New Zealand motorcycle speedway championship

The New Zealand Solo Championship is the annual individual motorcycle speedway championship of New Zealand. The championship has been running since 1929, although the event has not been held during various years.

== History ==
Throughout the history of the championship, New Zealand has produced some of the best riders of all-time.
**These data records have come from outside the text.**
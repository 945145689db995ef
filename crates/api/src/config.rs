//! Application configuration loaded from environment variables.

use std::time::Duration;

use thiserror::Error;

/// Deployment environment, from `APP_ENV`.
#[derive(Debug, Clone, Copy, PartialEq, Eq)]
pub enum Environment {
    Development,
    Production,
}

impl Environment {
    fn parse(raw: &str) -> Self {
        match raw.to_ascii_lowercase().as_str() {
            "production" | "prod" => Environment::Production,
            _ => Environment::Development,
        }
    }
}

/// Log output format, from `LOG_FORMAT`.
#[derive(Debug, Clone, Copy, PartialEq, Eq)]
pub enum LogFormat {
    Pretty,
    Json,
}

/// Configuration that cannot be used to start the process.
#[derive(Debug, Error, PartialEq, Eq)]
pub enum ConfigError {
    #[error("WEBHOOK_SECRET must be set in production")]
    MissingWebhookSecret,

    #[error("GATEWAY_KEY_ID and GATEWAY_KEY_SECRET must be set together")]
    PartialGatewayCredentials,

    #[error("{0} must be greater than zero")]
    ZeroValue(&'static str),
}

/// Server configuration with sensible defaults.
///
/// Reads from environment variables:
/// - `HOST`, `PORT`: bind address (default `0.0.0.0:3000`)
/// - `RUST_LOG`: tracing filter directive (default `info`)
/// - `LOG_FORMAT`: `pretty` or `json`
/// - `APP_ENV`: `development` or `production`
/// - `DATABASE_URL`: PostgreSQL; in-memory stores and broker when unset
/// - `BUS_EXCHANGE`, `LEDGER_QUEUE`: event bus names
/// - `PRICING_SERVICE_URL`: pricing collaborator
/// - `ORDER_SERVICE_URL`: remote order service; the in-process one when unset
/// - `GATEWAY_BASE_URL`, `GATEWAY_KEY_ID`, `GATEWAY_KEY_SECRET`: payment
///   gateway; an in-memory gateway when the credentials are unset
/// - `WEBHOOK_SECRET`: gateway webhook signing secret
/// - `HTTP_TIMEOUT_SECS`, `BUS_POLL_INTERVAL_MS`
/// - `RATE_LIMIT_MAX_REQUESTS`, `RATE_LIMIT_WINDOW_SECS`,
///   `RATE_LIMIT_WEBHOOK_MAX_REQUESTS`
#[derive(Debug, Clone)]
pub struct Config {
    pub host: String,
    pub port: u16,
    pub log_level: String,
    pub log_format: LogFormat,
    pub environment: Environment,
    pub database_url: Option<String>,
    pub bus_exchange: String,
    pub ledger_queue: String,
    pub pricing_service_url: String,
    pub order_service_url: Option<String>,
    pub gateway_base_url: String,
    pub gateway_key_id: Option<String>,
    pub gateway_key_secret: Option<String>,
    pub webhook_secret: Option<String>,
    pub http_timeout: Duration,
    pub bus_poll_interval: Duration,
    pub rate_limit_max_requests: u32,
    pub rate_limit_window: Duration,
    pub rate_limit_webhook_max_requests: u32,
}

fn var(name: &str) -> Option<String> {
    std::env::var(name).ok().filter(|v| !v.trim().is_empty())
}

fn parsed<T: std::str::FromStr>(name: &str, default: T) -> T {
    var(name).and_then(|v| v.parse().ok()).unwrap_or(default)
}

impl Config {
    /// Loads configuration from environment variables, falling back to defaults.
    pub fn from_env() -> Self {
        let defaults = Self::default();
        Self {
            host: var("HOST").unwrap_or(defaults.host),
            port: parsed("PORT", defaults.port),
            log_level: var("RUST_LOG").unwrap_or(defaults.log_level),
            log_format: match var("LOG_FORMAT").as_deref() {
                Some("json") => LogFormat::Json,
                _ => LogFormat::Pretty,
            },
            environment: var("APP_ENV")
                .map(|v| Environment::parse(&v))
                .unwrap_or(defaults.environment),
            database_url: var("DATABASE_URL"),
            bus_exchange: var("BUS_EXCHANGE").unwrap_or(defaults.bus_exchange),
            ledger_queue: var("LEDGER_QUEUE").unwrap_or(defaults.ledger_queue),
            pricing_service_url: var("PRICING_SERVICE_URL")
                .unwrap_or(defaults.pricing_service_url),
            order_service_url: var("ORDER_SERVICE_URL"),
            gateway_base_url: var("GATEWAY_BASE_URL").unwrap_or(defaults.gateway_base_url),
            gateway_key_id: var("GATEWAY_KEY_ID"),
            gateway_key_secret: var("GATEWAY_KEY_SECRET"),
            webhook_secret: var("WEBHOOK_SECRET"),
            http_timeout: Duration::from_secs(parsed("HTTP_TIMEOUT_SECS", 30)),
            bus_poll_interval: Duration::from_millis(parsed("BUS_POLL_INTERVAL_MS", 250)),
            rate_limit_max_requests: parsed(
                "RATE_LIMIT_MAX_REQUESTS",
                defaults.rate_limit_max_requests,
            ),
            rate_limit_window: Duration::from_secs(parsed("RATE_LIMIT_WINDOW_SECS", 60)),
            rate_limit_webhook_max_requests: parsed(
                "RATE_LIMIT_WEBHOOK_MAX_REQUESTS",
                defaults.rate_limit_webhook_max_requests,
            ),
        }
    }

    /// Rejects configurations that must not be used to serve traffic.
    pub fn validate(&self) -> Result<(), ConfigError> {
        if self.environment == Environment::Production && self.webhook_secret.is_none() {
            return Err(ConfigError::MissingWebhookSecret);
        }
        if self.gateway_key_id.is_some() != self.gateway_key_secret.is_some() {
            return Err(ConfigError::PartialGatewayCredentials);
        }
        if self.http_timeout.is_zero() {
            return Err(ConfigError::ZeroValue("HTTP_TIMEOUT_SECS"));
        }
        if self.rate_limit_window.is_zero() {
            return Err(ConfigError::ZeroValue("RATE_LIMIT_WINDOW_SECS"));
        }
        Ok(())
    }

    /// Returns the `"host:port"` bind address string.
    pub fn addr(&self) -> String {
        format!("{}:{}", self.host, self.port)
    }

    /// Gateway credentials, when both halves are configured.
    pub fn gateway_credentials(&self) -> Option<(&str, &str)> {
        match (&self.gateway_key_id, &self.gateway_key_secret) {
            (Some(id), Some(secret)) => Some((id.as_str(), secret.as_str())),
            _ => None,
        }
    }
}

impl Default for Config {
    fn default() -> Self {
        Self {
            host: "0.0.0.0".to_string(),
            port: 3000,
            log_level: "info".to_string(),
            log_format: LogFormat::Pretty,
            environment: Environment::Development,
            database_url: None,
            bus_exchange: "ecommerce.events".to_string(),
            ledger_queue: "ledger.events".to_string(),
            pricing_service_url: "http://localhost:3002".to_string(),
            order_service_url: None,
            gateway_base_url: "https://api.razorpay.com".to_string(),
            gateway_key_id: None,
            gateway_key_secret: None,
            webhook_secret: None,
            http_timeout: Duration::from_secs(30),
            bus_poll_interval: Duration::from_millis(250),
            rate_limit_max_requests: 100,
            rate_limit_window: Duration::from_secs(60),
            rate_limit_webhook_max_requests: 600,
        }
    }
}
Ronnie Moore, the first world champion from the country in 1958, became the champion of the New Zealand on four occasions. Two legendary riders Ivan Mauger and Barry Briggs, who won ten world individual titles between them, only won four national championships because they spent significant parts of their careers based in England and did not always compete.

From 1979, the final of the New Zealand Solo Championship regularly doubled up as the New Zealand qualification round for the Speedway World Championship, although during various years this has not always been the case due to factors like licensing.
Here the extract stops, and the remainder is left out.